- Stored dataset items
○ ○ ○ ○ ○

//! Events pushed from the server to connected clients.

use super::{
    entity::{Collectible, Player},
    game::WorldSnapshot,
    value_object::PlayerId,
};

#[derive(Debug, Clone, PartialEq, Eq)]
pub enum GameEvent {
    /// Full world state, sent only to the client that asked to join.
    Init { id: PlayerId, snapshot: WorldSnapshot },
    NewPlayer(Player),
    PlayerUpdated(Player),
    PlayerRemoved(PlayerId),
    NewCollectible {
        collectible: Collectible,
        player_id: PlayerId,
        players: Vec<Player>,
    },
    GameOver { winner: PlayerId },
}

impl GameEvent {
    /// Wire name of the event, used for logging.
    pub fn name(&self) -> &'static str {
        match self {
            GameEvent::Init { .. } => "init",
            GameEvent::NewPlayer(_) => "new-player",
            GameEvent::PlayerUpdated(_) => "player-updated",
            GameEvent::PlayerRemoved(_) => "player-removed",
            GameEvent::NewCollectible { .. } => "new-collectible",
            GameEvent::GameOver { .. } => "game-over",
        }
    }
}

○ ○ ○ ○ ○

- Exercise details
Tally up how many lines in the records contain the string "PlayerUpdated". Answer with that figure only.

- Your response
2